Si le Corso ne mérite nullement l'éloge qu'en a fait Stendhal, qui a dit que c'était la plus belle rue de l'univers, par contre le jardin du Pincio est digne de sa réputation; d'autres promenades à Londres, à Paris, à Vienne, sont ou plus étendues ou plus champêtres ou mieux dessinées, mais on chercherait vainement ailleurs quelque chose de comparable à la vue qui du haut de cette colline se déroule sur la ville de Rome, le cours du Tibre, Saint-Pierre et, au loin, la campagne romaine; avec cette vue devant les yeux on n'est pas sensible à l'étroitesse de ce petit jardin, pas plus qu'on ne remarque les affreux bustes des grands hommes illustres ou inconnus qui servent de bouteroues à ses allées.

Quand Aurélien n'avait pas rencontré Vaunoise dans le Corso, il était à peu près sûr de le trouver aux environs d'un palmier qui, à cette époque, formait le centre du Pincio, et autour duquel tout Rome venait tourner et se montrer pendant que jouait la musique militaire.

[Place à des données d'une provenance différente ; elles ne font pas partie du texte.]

use axum::{Router, extract::FromRef, http::HeaderName};
use utoipa::OpenApi;
use utoipa_swagger_ui::SwaggerUi;

use tower::ServiceBuilder;
use tower_http::{
    cors::{Any, CorsLayer},
    request_id::{MakeRequestUuid, PropagateRequestIdLayer, SetRequestIdLayer},
    trace::{DefaultOnResponse, TraceLayer},
};
use tracing::{Level, Span};

// --- Module Structure ---

pub mod auth;
pub mod config;
pub mod gate;
pub mod handlers;
pub mod middleware;
pub mod models;
pub mod routes;

use routes::{api, pages};

// --- Public Re-exports ---

pub use auth::{JwtSessionProvider, SessionProvider, SessionState, StaticSessionProvider};
pub use config::AppConfig;
pub use gate::{AccessGate, Decision, RouteCategory, RouteTable};
pub use models::AuthContext;

/// ApiDoc
///
/// OpenAPI document for the JSON endpoints, served at `/api-docs/openapi.json`.
#[derive(OpenApi)]
#[openapi(
    paths(handlers::health, handlers::get_session),
    components(schemas(models::AuthContext)),
    tags((name = "lending-gate", description = "Book lending access gate"))
)]
struct ApiDoc;

/// AppState
///
/// Everything a request needs, built explicitly in `main` and cloned into every handler.
/// There is no process-wide session client; the provider lives here.
#[derive(Clone)]
pub struct AppState {
    /// Resolves the caller's `AuthContext` from request headers.
    pub sessions: SessionState,
    /// The access-control decision function.
    pub gate: AccessGate,
    /// The loaded, immutable configuration.
    pub config: AppConfig,
}

impl AppState {
    /// State for the application's route table.
    pub fn new(sessions: SessionState, config: AppConfig) -> Self {
        Self {
            sessions,
            gate: AccessGate::default(),
            config,
        }
    }
}

// --- Axum FromRef Extractor Implementations ---

impl FromRef<AppState> for SessionState {
    fn from_ref(app_state: &AppState) -> SessionState {
        app_state.sessions.clone()
    }
}

impl FromRef<AppState> for AppConfig {
    fn from_ref(app_state: &AppState) -> AppConfig {
        app_state.config.clone()
    }
}

/// create_router
///
/// Assembles the routes, wraps all of them in the access gate and adds the global layers.
pub fn create_router(state: AppState) -> Router {
    let cors = CorsLayer::new()
        .allow_methods(Any)
        .allow_origin(Any)
        .allow_headers(Any);

    let x_request_id = HeaderName::from_static("x-request-id");

    // The gate sits on the merged router so it sees every path, including the
    // fallback; the path router inside it decides which ones to skip.
    let base_router = Router::new()
        .merge(SwaggerUi::new("/swagger-ui").url("/api-docs/openapi.json", ApiDoc::openapi()))
        .merge(api::api_routes())
        .merge(pages::page_routes())
        .layer(axum::middleware::from_fn_with_state(
            state.clone(),
            middleware::access_gate,
        ))
        .with_state(state);

    base_router
        .layer(
            ServiceBuilder::new()
                .layer(SetRequestIdLayer::new(
                    x_request_id.clone(),
                    MakeRequestUuid,
                ))
                .layer(
                    TraceLayer::new_for_http()
                        .make_span_with(trace_span_logger)
                        .on_response(
                            DefaultOnResponse::new()
                                .level(Level::INFO)
                                .latency_unit(tower_http::LatencyUnit::Millis),
                        ),
                )
                .layer(PropagateRequestIdLayer::new(x_request_id)),
        )
        .layer(cors)
}

/// trace_span_logger
///
/// Span for every request, correlated by the `x-request-id` set above.
fn trace_span_logger(request: &axum::http::Request<axum::body::Body>) -> Span {
    let request_id = request
        .headers()
        .get("x-request-id")
        .and_then(|value| value.to_str().ok())
        .unwrap_or("unknown");

    tracing::info_span!(
        "http_request",
        method = ?request.method(),
        uri = ?request.uri(),
        req_id = %request_id,
    )
}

Alors, fidèle à son rôle de cicerone, Vaunoise lui désignait et lui nommait tous ceux et toutes celles qui défilaient lentement, à la queue, devant eux: le roi, accompagné de son grand écuyer, le comte Castellengo; le prince Humbert, en petit phaéton à rechampis rouges, avec le comte Brambilla près de lui; la princesse de Piémont en calèche, sur le siége de laquelle se tiennent raides et dignes ses valets de pied en livrée rouge, et ayant à ses côtés la duchesse Sforza Cesarini et le marquis Calabrini; dans un coupé, la princesse Ginelti, née de Valmy; la marquise Lavaggi; les quatre soeurs Bonaparte, la comtesse Roccogiovine, dont Sainte-Beuve a parlé sous le nom de princesse Julie; la princesse Gabrielli, la comtesse Campello, la comtesse Primoli; et encore, à cheval, M. Ludovico Brazza; le préfet de Rome, le comte Gadda; le duc de Ripalda, qui fut ambassadeur à Paris, et tous les étrangers, les étrangères: Anglais, Russes, Américains, qui, durant l'hiver, foisonnent à Rome: la comtesse Strogonoff, la princesse Bariatinski, le directeur de l'Académie de France, le peintre Hébert, et vingt autres, et cent autres.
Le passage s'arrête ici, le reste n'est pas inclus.